O médico explica que todos os vírus conhecidos apresentam mutações e novas variantes ao longo do tempo, sendo que o vírus que causa a COVID-19 já teria algumas bem conhecidas.
“O novo coronavírus, ou SARS-CoV-2, como nós chamamos, apresenta pelo menos três variantes já bem conhecidas. A inglesa, a da África do Sul e a brasileira, que foi detectada incialmente no Japão em pessoas que foram de Manaus para o Japão”, afirma.
O médico alerta, no entanto, que os cientistas ainda conhecem “muito pouco” sobre as variantes do novo coronavírus e destaca que uma delas foi mais bem estudada.
“A mais bem estudada é a inglesa, que mostra que ela se dissemina rapidamente, tem mais poder de se transmitir na população do que a variante original do coronavírus. […] Ela se dissemina e ela tende a controlar, a ser a variante predominante porque ela consegue ocupar o espaço que antes estava sendo ocupado pela variante original que apareceu na China”, aponta.
O médico acrescenta que estudos preliminares dizem que a variante inglesa pode ter uma letalidade maior, o que ainda precisa ser confirmado. Já em relação às variantes brasileira e sul-africana, ainda há pouca informação confirmada, apesar de que já se sabe que elas são provavelmente mais infecciosas.

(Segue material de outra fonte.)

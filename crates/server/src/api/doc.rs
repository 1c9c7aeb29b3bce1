//! OpenAPI documentation aggregator.
//!
//! Collects all `#[utoipa::path]`-annotated handlers into a single OpenAPI
//! spec, served via Scalar UI at `/docs`.

use utoipa::OpenApi;

#[derive(OpenApi)]
#[openapi(
    info(
        title = "apiloom API",
        version = "0.1.0",
        description = "Public API catalog, auto endpoints, flows and chain-data execution.",
    ),
    tags(
        (name = "Health", description = "Process liveness"),
        (name = "Catalog", description = "Status, bootstrap, refresh, catalog browsing and admin"),
        (name = "Endpoints", description = "Auto endpoints derived from the catalog"),
        (name = "Flows", description = "Template and category flows"),
        (name = "Execution", description = "Endpoint and flow execution"),
        (name = "Web3", description = "Chain-data providers and wallet flows"),
    ),
    paths(
        // Health
        crate::api::health::health,
        // Catalog
        crate::api::catalog::status,
        crate::api::catalog::init,
        crate::api::catalog::refresh,
        crate::api::catalog::apis_list,
        crate::api::catalog::apis_search,
        crate::api::catalog::apis_by_category,
        crate::api::catalog::apis_delete,
        crate::api::catalog::apis_clear,
        crate::api::catalog::apis_health_check,
        crate::api::catalog::sources_list,
        // Endpoints
        crate::api::endpoints::endpoints_list,
        crate::api::endpoints::endpoints_search,
        crate::api::endpoints::endpoints_get,
        // Flows
        crate::api::flows::flows_list,
        crate::api::flows::flows_get,
        crate::api::flows::flows_category,
        // Execution
        crate::api::execute::execute,
        crate::api::execute::flow,
        crate::api::execute::demo,
        // Web3
        crate::api::web3::web3_status,
        crate::api::web3::web3_endpoints,
        crate::api::web3::web3_flows,
        crate::api::web3::web3_flows_get,
        crate::api::web3::web3_execute,
        crate::api::web3::web3_flow,
        crate::api::web3::web3_demo,
    ),
    components(schemas(
        crate::api::ErrorResponse,
        crate::api::health::HealthResponse,
        crate::api::flows::CategoryFlowRequest,
        crate::api::execute::ExecuteRequest,
        crate::api::execute::FlowRequest,
        crate::api::web3::Web3FlowRequest,
    ))
)]
pub struct ApiDoc;
use std::collections::BTreeMap;
use std::fmt::Write as _;
use std::sync::Arc;

use apiloom_catalog::CatalogStore;
use apiloom_core::{
    endpoint_key, normalize_id, AuthMode, AutoFlow, AutoFlowStep, FlowProvenance,
};
use apiloom_registry::RegistrySync;
use chrono::Utc;
use tracing::{debug, info};

use crate::templates::{FlowTemplate, TemplateStep, FLOW_TEMPLATES};

/// Builds flows from templates and categories against the live catalog.
pub struct FlowComposer {
    store: Arc<CatalogStore>,
    registry: Arc<RegistrySync>,
}

impl FlowComposer {
    pub fn new(store: Arc<CatalogStore>, registry: Arc<RegistrySync>) -> Self {
        Self { store, registry }
    }

    /// Resolve every template; store the complete ones as the new set of
    /// auto flows. Templates with any unresolved step are dropped whole.
    pub fn generate_auto_flows(&self) -> Vec<AutoFlow> {
        let flows: Vec<AutoFlow> = FLOW_TEMPLATES
            .iter()
            .filter_map(|t| self.materialize(t))
            .collect();
        info!(
            generated = flows.len(),
            templates = FLOW_TEMPLATES.len(),
            "auto flows generated"
        );
        self.store.replace_auto_flows(flows.clone());
        flows
    }

    fn materialize(&self, template: &FlowTemplate) -> Option<AutoFlow> {
        let mut steps = Vec::with_capacity(template.steps.len());
        for step in template.steps {
            match self.resolve(step) {
                Some(resolved) => steps.push(resolved),
                None => {
                    debug!(
                        flow = template.id,
                        api = step.api,
                        operation = step.operation,
                        "template step unresolved, dropping flow"
                    );
                    return None;
                }
            }
        }

        Some(AutoFlow {
            id: template.id.to_string(),
            name: template.name.to_string(),
            description: template.description.to_string(),
            steps,
            categories: template.categories.iter().map(|c| c.to_string()).collect(),
            created_at: Utc::now(),
            provenance: FlowProvenance::Auto,
        })
    }

    fn resolve(&self, step: &TemplateStep) -> Option<AutoFlowStep> {
        let entry = self.store.get_api(step.api)?;
        let op_id = normalize_id(step.operation);
        let endpoint = entry.endpoints.iter().find(|ep| normalize_id(&ep.name) == op_id)?;
        let key = endpoint_key(&entry.name, &endpoint.name);
        // Must also be visible through the endpoint view the executor uses.
        self.registry.endpoint(&key)?;

        let params = (!step.params.is_empty()).then(|| {
            step.params
                .iter()
                .map(|(k, v)| (k.to_string(), v.to_string()))
                .collect::<BTreeMap<_, _>>()
        });

        Some(AutoFlowStep {
            endpoint_key: key,
            description: step.description.to_string(),
            optional: step.optional,
            params,
        })
    }

    /// Ad hoc flow: per category, the first no-auth API and its first
    /// endpoint that needs no parameters (else its first endpoint).
    /// Needs at least two resolved steps. Stored as a manual flow.
    pub fn generate_category_flow(&self, categories: &[String]) -> Option<AutoFlow> {
        let mut seen = Vec::new();
        let mut steps = Vec::new();
        let mut used = Vec::new();

        for category in categories {
            let lower = category.trim().to_lowercase();
            if lower.is_empty() || seen.contains(&lower) {
                continue;
            }
            seen.push(lower);

            let Some(entry) = self
                .store
                .by_category(category.trim())
                .into_iter()
                .find(|e| e.auth == AuthMode::None && !e.endpoints.is_empty())
            else {
                debug!(category = %category, "no keyless API in category");
                continue;
            };
            let endpoint = entry
                .endpoints
                .iter()
                .find(|ep| ep.required_params().is_empty())
                .or_else(|| entry.endpoints.first())?;

            steps.push(AutoFlowStep {
                endpoint_key: endpoint_key(&entry.name, &endpoint.name),
                description: format!("{}: {}", entry.name, endpoint.description),
                optional: false,
                params: None,
            });
            used.push(category.trim().to_string());
        }

        if steps.len() < 2 {
            return None;
        }

        let id = format!(
            "category-{}",
            used.iter().map(|c| normalize_id(c)).collect::<Vec<_>>().join("-")
        );
        let flow = AutoFlow {
            id,
            name: format!("Category mix: {}", used.join(" + ")),
            description: format!("One keyless API from each of: {}", used.join(", ")),
            steps,
            categories: used,
            created_at: Utc::now(),
            provenance: FlowProvenance::Manual,
        };
        self.store.store_flow(flow.clone());
        info!(flow = %flow.id, steps = flow.steps.len(), "category flow stored");
        Some(flow)
    }

    /// Numbered step list for a stored flow.
    pub fn describe_flow(&self, id: &str) -> Option<String> {
        let flow = self.store.get_flow(id)?;
        let mut out = String::new();
        let _ = writeln!(out, "{}: {}", flow.name, flow.description);
        for (i, step) in flow.steps.iter().enumerate() {
            let _ = write!(out, "{}. {} ({})", i + 1, step.description, step.endpoint_key);
            if step.optional {
                out.push_str(" [optional]");
            }
            if let Some(params) = &step.params {
                let rendered: Vec<String> = params.iter().map(|(k, v)| format!("{k}={v}")).collect();
                let _ = write!(out, " with {}", rendered.join(", "));
            }
            out.push('\n');
        }
        Some(out.trim_end().to_string())
    }
}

“O grande xis da questão é se aquela pessoa que teve a variante original e achava que estava protegida porque já tinha apanhado a doença, se essa pessoa pode ser infectada novamente pela variante nova. E temos alguns casos já relatados, inclusive no Brasil, de que isso ocorre, mas nós não temos ideia do percentual de proteção que uma infecção contra o COVID-19 original daria em relação à nova variante”, ressalta o epidemiologista.
Victora explica ainda que essa mesma questão está posta em relação às vacinas contra a COVID-19. Segundo o médico e pesquisador, já há evidências em alguns imunizantes de que há proteção contra as novas variantes do vírus, mas talvez não tanto quanto a variante original.
Cuidados devem ser mantidos e Brasil paga por ‘falta de visão’
Diante dessa nova realidade, o epidemiologista esclarece que as medidas individuais de cuidado já difundidas continuam sendo as melhores para a proteção coletiva, e lamenta a falta de ação do governo federal sobre a questão.
O Brasil foi recentemente classificado pelo think tank australiano Lowy Institute como o pior colocado na gestão da pandemia, entre 98 países pesquisados.
“O que acho mais importante é que, seja qual for a variante, lavar as mãos, ficar em casa e usar máscara funciona. E é uma enorme lástima que o nosso governo federal não esteja disseminando essas informações e não esteja dando o exemplo que deveria estar dando para a população brasileira, realmente é uma vergonha”, afirma.
Para o epidemiologista César Gomes Victora, a falta de preparo e investimento deixou o país vulnerável diante do impacto da pandemia. O Brasil é hoje o segundo país com mais mortes pela COVID-19 com mais de 222 mil mortes, segundo os dados da Universidade Johns Hopkins.
“O que chama atenção é que o Brasil deixou de investir em ciência e tecnologia por muitos anos e agora está pagando esse preço. Nós temos vacina chinesa, nós temos vacina indiana, nós temos vários países que estão fazendo vacina e o Brasil fica dependente da importação. Isso é a falta de visão dos nossos governantes, que não investiram em ciência e tecnologia e o país não estava preparado para enfrentar um desafio tão crítico quanto a pandemia da COVID-19”, conclui.